(A modo de homenaje en tu cumpleaños, Julio)
1.Descubrimientos
A estas alturas ya es un lugar común aquello que dijera San Agustín a propósito del tiempo: sé perfectamente qué es, pero si me piden que explique de qué se trata, no sabría qué decir.
Es que el tiempo, sospecho, conforma la textura de lo humano. O lo humano se trenza en la hechura del tiempo. Lo buscamos, lo perdemos, lo soñamos, lo anhelamos. Particularmente, lo anhelamos. Junto con la muerte, el tiempo es la otra gran certeza de los/as efímeros/as. No hay forma de redirigir la flecha temporal, no hay vida que no se conciba hacia/desde/un final. Como cantara el soneto de Quevedo:
Ayer se fue; mañana no ha llegado;
Hoy se está yendo sin parar un punto.
Soy un fue; y un será, y un es cansado.
Próxima a la certeza, sostengo que alguna figuración sobre temporalidades nos tiene que haber asaltado mientras esperábamos en una estación (es indistinto si es una partida o una llegada: ambas anuncian y consuman el movimiento incesante de la arena en un reloj). Cierto sabor a injusticia vital nos tiene que haber llevado a pensar en esos imponderables “si pudiera volver el tiempo atrás…” Es que se me hace insólito no concebir un punto en que nuestras historias personales no nos revelen una elucubración sobre algo así como “oh tiempo, tus pirámides”.

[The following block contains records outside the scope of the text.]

/// Package implementation for PowerPoint presentations.
use crate::ooxml::error::{OoxmlError, Result};
use crate::ooxml::opc::OpcPackage;
use crate::ooxml::opc::constants::content_type as ct;
use crate::ooxml::opc::packuri::PackURI;
use crate::ooxml::pptx::parts::{
    NotesSlidePart, PresentationPart, SlideLayoutPart, SlideMasterPart, SlidePart,
};
use std::path::Path;

/// Content types accepted for the main presentation part.
const PRESENTATION_CONTENT_TYPES: [&str; 4] = [
    ct::PML_PRESENTATION_MAIN,
    ct::PML_PRES_MACRO_MAIN,
    ct::PML_TEMPLATE_MAIN,
    ct::PML_SLIDESHOW_MAIN,
];

/// A slide layout as seen from the presentation.
#[derive(Debug, Clone, PartialEq, Eq)]
pub struct LayoutInfo {
    pub partname: PackURI,
    /// `p:cSld@name` of the layout
    pub name: String,
    /// Position of the layout inside its slide master's layout list
    pub index: usize,
}

/// A PowerPoint (.pptx) package.
///
/// This is the main entry point for reading presentations. It wraps an OPC
/// package whose main part has been checked to be a presentation.
///
/// # Examples
///
/// ```rust,no_run
/// use longan::ooxml::pptx::Package;
///
/// let pkg = Package::open("presentation.pptx")?;
/// println!("Presentation has {} slides", pkg.slide_partnames()?.len());
/// # Ok::<(), Box<dyn std::error::Error>>(())
/// ```
pub struct Package {
    /// The underlying OPC package
    opc: OpcPackage,
}

impl Package {
    /// Open a .pptx package from a file path.
    pub fn open<P: AsRef<Path>>(path: P) -> Result<Self> {
        Self::from_opc(OpcPackage::open(path)?)
    }

    /// Create a .pptx package from bytes held in memory.
    pub fn from_bytes(data: &[u8]) -> Result<Self> {
        Self::from_opc(OpcPackage::from_bytes(data)?)
    }

    /// Wrap an OPC package after verifying its main part is a presentation.
    pub fn from_opc(opc: OpcPackage) -> Result<Self> {
        let main_part = opc
            .main_document_part()
            .map_err(|e| OoxmlError::PartNotFound(format!("main presentation part: {}", e)))?;

        let content_type = main_part.content_type();
        if !PRESENTATION_CONTENT_TYPES.iter().any(|expected| *expected == content_type) {
            return Err(OoxmlError::InvalidContentType {
                expected: PRESENTATION_CONTENT_TYPES.join(" or "),
                got: content_type.to_string(),
            });
        }

        Ok(Self { opc })
    }

    /// The main presentation part (`/ppt/presentation.xml`).
    pub fn presentation_part(&self) -> Result<PresentationPart<'_>> {
        PresentationPart::from_part(self.opc.main_document_part()?)
    }

    /// Slide partnames in presentation order.
    pub fn slide_partnames(&self) -> Result<Vec<PackURI>> {
        self.presentation_part()?.slide_partnames()
    }

    pub fn slide(&self, partname: &PackURI) -> Result<SlidePart<'_>> {
        SlidePart::from_part(self.opc.get_part(partname)?)
    }

    pub fn layout(&self, partname: &PackURI) -> Result<SlideLayoutPart<'_>> {
        SlideLayoutPart::from_part(self.opc.get_part(partname)?)
    }

    /// Every slide layout, grouped by slide master in master order, each
    /// master's layouts in `p:sldLayoutIdLst` order.
    pub fn slide_layouts(&self) -> Result<Vec<LayoutInfo>> {
        let mut layouts = Vec::new();
        for master_partname in self.presentation_part()?.master_partnames()? {
            let master = SlideMasterPart::from_part(self.opc.get_part(&master_partname)?)?;
            for (index, partname) in master.layout_partnames().into_iter().enumerate() {
                let Ok(part) = self.opc.get_part(&partname) else {
                    continue;
                };
                let name = SlideLayoutPart::from_part(part)?.name().to_string();
                layouts.push(LayoutInfo {
                    partname,
                    name,
                    index,
                });
            }
        }
        Ok(layouts)
    }

    /// Text of the slide's notes body, `None` when the slide has no notes
    /// slide or the notes slide has no body placeholder.
    pub fn notes_text(&self, slide: &PackURI) -> Result<Option<String>> {
        let slide = self.slide(slide)?;
        let Some(notes_partname) = slide.notes_partname() else {
            return Ok(None);
        };
        let Ok(part) = self.opc.get_part(&notes_partname) else {
            return Ok(None);
        };
        Ok(NotesSlidePart::from_part(part)?.notes_text())
    }

    /// Bytes and content type of the part a slide relationship points to.
    pub fn related_blob(&self, slide: &SlidePart<'_>, r_id: &str) -> Result<(&[u8], &str)> {
        let partname = slide.related_partname(r_id)?;
        let part = self.opc.get_part(&partname)?;
        Ok((part.blob(), part.content_type()))
    }

    #[inline]
    pub fn opc(&self) -> &OpcPackage {
        &self.opc
    }

    #[inline]
    pub fn opc_mut(&mut self) -> &mut OpcPackage {
        &mut self.opc
    }

    pub fn into_opc(self) -> OpcPackage {
        self.opc
    }

    /// Serialize the package.
    pub fn to_bytes(&self) -> Result<Vec<u8>> {
        Ok(self.opc.to_bytes()?)
    }
}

En mi biografía literaria, el tiempo llegó de múltiples maneras. Sin embargo, creo que la expresión más cercana a la verdadera discusión sobre su significado -o sobre la ausencia de éste- llegó con Julio Cortázar:
“Todo el mundo sabe que la Tierra está separada de los otros astros por una cantidad variable de años luz. Lo que pocos saben (en realidad, solamente yo) es que Margarita está separada de mí por una cantidad considerable de años caracol. Al principio pensé que se trataba de años tortuga, pero he tenido que abandonar esa unidad de medida demasiado halagadora…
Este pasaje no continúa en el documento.